Summary
- The Irish government has hinted at a possible truce between the European Union and the UK.
- The Northern Ireland Protocol necessitates checks on goods, like chilled meats, at ports while entering the UK.
- UK granted a grace period on border checks without any consultation process resulting in the EU opting for legal recourse.
After days of post-Brexit tension in Northern Ireland, the Irish government has hinted at a possible truce between the European Union (EU) and the UK.
Northern Ireland effectively remains a part of the EU customs union through the Northern Ireland Protocol, and that necessitates checks on goods like chilled meats at ports while entering the UK. This angered pro-UK unionists.

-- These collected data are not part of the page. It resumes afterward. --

//! Clinical entity recognition seam. Ships a lexicon fallback; a remote
//! recognizer service takes over when `NER_ENDPOINT` is configured.

use std::sync::Arc;

use anyhow::Result;
use once_cell::sync::{Lazy, OnceCell};
use regex::Regex;
use serde::{Deserialize, Serialize};
use tracing::info;

use crate::config::Settings;

/// Label set emitted by clinical recognizers.
#[derive(Debug, Clone, Copy, PartialEq, Eq, Serialize, Deserialize)]
#[serde(rename_all = "UPPERCASE")]
pub enum EntityCategory {
    Problem,
    Treatment,
    Test,
    Procedure,
    Drug,
    Dosage,
}

/// Entity span with byte offsets relative to the source narrative.
#[derive(Debug, Clone, PartialEq, Serialize, Deserialize)]
pub struct ExtractedEntity {
    pub text: String,
    pub category: EntityCategory,
    pub start: usize,
    pub end: usize,
}

/// Trait for recognizer implementations. "No entities found" is `Ok(vec![])`,
/// never an error.
pub trait Ner: Send + Sync {
    fn extract(&self, text: &str) -> Result<Vec<ExtractedEntity>>;
}

static PROBLEM_TERMS: Lazy<Vec<&'static str>> = Lazy::new(|| {
    vec![
        "hypertension",
        "epistaxis",
        "pneumonia",
        "heart failure",
        "angina pectoris",
        "atrial fibrillation",
        "asthma",
        "influenza",
        "diabetes mellitus",
        "stroke",
        "epilepsy",
        "chronic kidney disease",
        "urinary tract infection",
        "sepsis",
        "anemia",
        "fever",
        "headache",
        "chest pain",
        "shortness of breath",
        "cough",
        "abdominal pain",
        "nausea",
        "vomiting",
        "dizziness",
        "syncope",
        "diarrhea",
        "obesity",
        "overweight",
        "hyperlipidemia",
    ]
});

static TREATMENT_TERMS: Lazy<Vec<&'static str>> = Lazy::new(|| {
    vec![
        "oxygen therapy",
        "intravenous fluids",
        "antibiotic therapy",
        "insulin therapy",
        "blood transfusion",
        "nebulization",
        "dialysis",
    ]
});

static TEST_TERMS: Lazy<Vec<&'static str>> = Lazy::new(|| {
    vec![
        "chest x-ray",
        "electrocardiogram",
        "complete blood count",
        "blood test",
        "blood glucose",
        "blood pressure",
        "urinalysis",
    ]
});

static PROCEDURE_TERMS: Lazy<Vec<&'static str>> = Lazy::new(|| {
    vec![
        "appendectomy",
        "cesarean section",
        "tonsillectomy",
        "endoscopy",
        "intubation",
        "catheterization",
    ]
});

static DRUG_TERMS: Lazy<Vec<&'static str>> = Lazy::new(|| {
    vec![
        "metformin",
        "aspirin",
        "amlodipine",
        "paracetamol",
        "amoxicillin",
        "captopril",
        "omeprazole",
        "salbutamol",
        "furosemide",
        "ceftriaxone",
    ]
});

static DOSAGE_PATTERN: Lazy<Regex> = Lazy::new(|| {
    Regex::new(r"(?i)\b\d+(?:\.\d+)?\s?(?:mg|mcg|g|ml|iu|units?)\b").expect("valid regex")
});

/// Lexicon recognizer used when no remote service is configured.
pub struct LexiconNer;

impl Ner for LexiconNer {
    fn extract(&self, text: &str) -> Result<Vec<ExtractedEntity>> {
        let mut entities = Vec::new();
        entities.extend(find_terms(text, &PROBLEM_TERMS, EntityCategory::Problem));
        entities.extend(find_terms(text, &TREATMENT_TERMS, EntityCategory::Treatment));
        entities.extend(find_terms(text, &TEST_TERMS, EntityCategory::Test));
        entities.extend(find_terms(text, &PROCEDURE_TERMS, EntityCategory::Procedure));
        entities.extend(find_terms(text, &DRUG_TERMS, EntityCategory::Drug));
        entities.extend(find_dosages(text));
        Ok(entities)
    }
}

fn find_terms(text: &str, terms: &[&str], category: EntityCategory) -> Vec<ExtractedEntity> {
    // ascii lowering keeps byte offsets aligned with the source text
    let lower = text.to_ascii_lowercase();
    let mut entities = Vec::new();
    for term in terms {
        let mut start_pos = 0;
        while let Some(pos) = lower[start_pos..].find(term) {
            let start = start_pos + pos;
            let end = start + term.len();
            entities.push(ExtractedEntity {
                text: text[start..end].to_string(),
                category,
                start,
                end,
            });
            start_pos = end;
        }
    }
    entities
}

fn find_dosages(text: &str) -> Vec<ExtractedEntity> {
    DOSAGE_PATTERN
        .find_iter(text)
        .map(|m| ExtractedEntity {
            text: m.as_str().to_string(),
            category: EntityCategory::Dosage,
            start: m.start(),
            end: m.end(),
        })
        .collect()
}

#[derive(Debug, Serialize)]
struct ExtractRequest<'a> {
    text: &'a str,
}

#[derive(Debug, Deserialize)]
struct ExtractResponse {
    entities: Vec<ExtractedEntity>,
}

/// Client for a remote recognizer exposing `POST {endpoint}` with a JSON
/// `{"text": …}` body and an `{"entities": […]}` response.
pub struct HttpNer {
    endpoint: String,
    client: OnceCell<reqwest::blocking::Client>,
}

impl HttpNer {
    pub fn new(endpoint: String) -> Self {
        Self {
            endpoint,
            client: OnceCell::new(),
        }
    }

    // Built lazily so construction stays safe inside the async runtime; the
    // blocking client is only ever touched from the blocking pool.
    fn client(&self) -> Result<&reqwest::blocking::Client> {
        self.client.get_or_try_init(|| {
            reqwest::blocking::Client::builder()
                .user_agent("icd-assistant/0.1")
                .build()
                .map_err(Into::into)
        })
    }
}

impl Ner for HttpNer {
    fn extract(&self, text: &str) -> Result<Vec<ExtractedEntity>> {
        let response = self
            .client()?
            .post(&self.endpoint)
            .json(&ExtractRequest { text })
            .send()?
            .error_for_status()?;
        let payload: ExtractResponse = response.json()?;
        Ok(payload.entities)
    }
}

/// Load the configured recognizer implementation.
pub async fn load_model(settings: &Settings) -> Result<Arc<dyn Ner>> {
    match &settings.ner_endpoint {
        Some(endpoint) => {
            info!(%endpoint, "using remote clinical recognizer");
            Ok(Arc::new(HttpNer::new(endpoint.clone())) as Arc<dyn Ner>)
        }
        None => Ok(Arc::new(LexiconNer) as Arc<dyn Ner>),
    }
}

After the UK left the UK, the arrangement was worked out to protect Northern Ireland’s peace process by discounting border checks with EU member Ireland. UK granted a grace period on border checks without any consultation process resulting in the EU opting for legal recourse. UK has been pushing for an extension beyond 30 June. The decision was promptly overturned as uproar erupted in Dublin.
London ruled out totally abandoning the protocol. Brussels had in January briefly suspended the protocol to stop EU-bound Covid-19 vaccines from entering Northern Ireland. The UK has asked the EU to be flexible with imposing checks on items passing through the Irish Sea and claimed that such moves were disrupting the business environment in Northern Ireland and fanning unionist tensions.
Irish foreign minister Simon Coveney said that Dublin was strongly negotiating with the EU for not only more pragmatism and flexibility regarding the Northern Ireland Protocol, a part of the Brexit treaty but also adhering to what London agreed on.
Coveney said after talks with UK's Northern Ireland Secretary Brandon Lewis that progress on the discussions is expected to hopefully bear fruit this week because of Britain requesting for an extension of the grace period on frozen meats.
Both parties have signalled that they wanted tensions to end before July 12, a day for pro-UK unionists to commemorate historic events that entrenched Protestant rule in Northern Ireland in a Catholic majority Ireland.
EU has been accusing Britain that despite knowing what Brexit would mean for Northern Ireland, it has not been acting in good faith. In response, London has been pushing for bold changes to the protocol.
Boris Johnson’s spokesperson said that bold changes to the protocol were required to mitigate challenges being faced by people and businesses of Northern Ireland.
Lewis said that a formal response from the EU on the issue is awaited and that he was hopeful that the EU was looking pragmatically to the problem so as to offer a solution going forward.
Joao Vale de Almeida, EU ambassador, said that UK asking Brussels for extending the grace period was an encouraging sign, rather than a unilateral imposition like it did before.
Almeida said to a House of Lords panel that EU is trying to find a solution by going through all its regulations and that he was unhappy at UK, suggesting that the EU did not recognise Northern Ireland’s fragility. The Good Friday peace treaty of 1998 was signed after thirty years of violence.
He said that the EU was financially, economically, diplomatically, and even emotionally committed to Northern Ireland.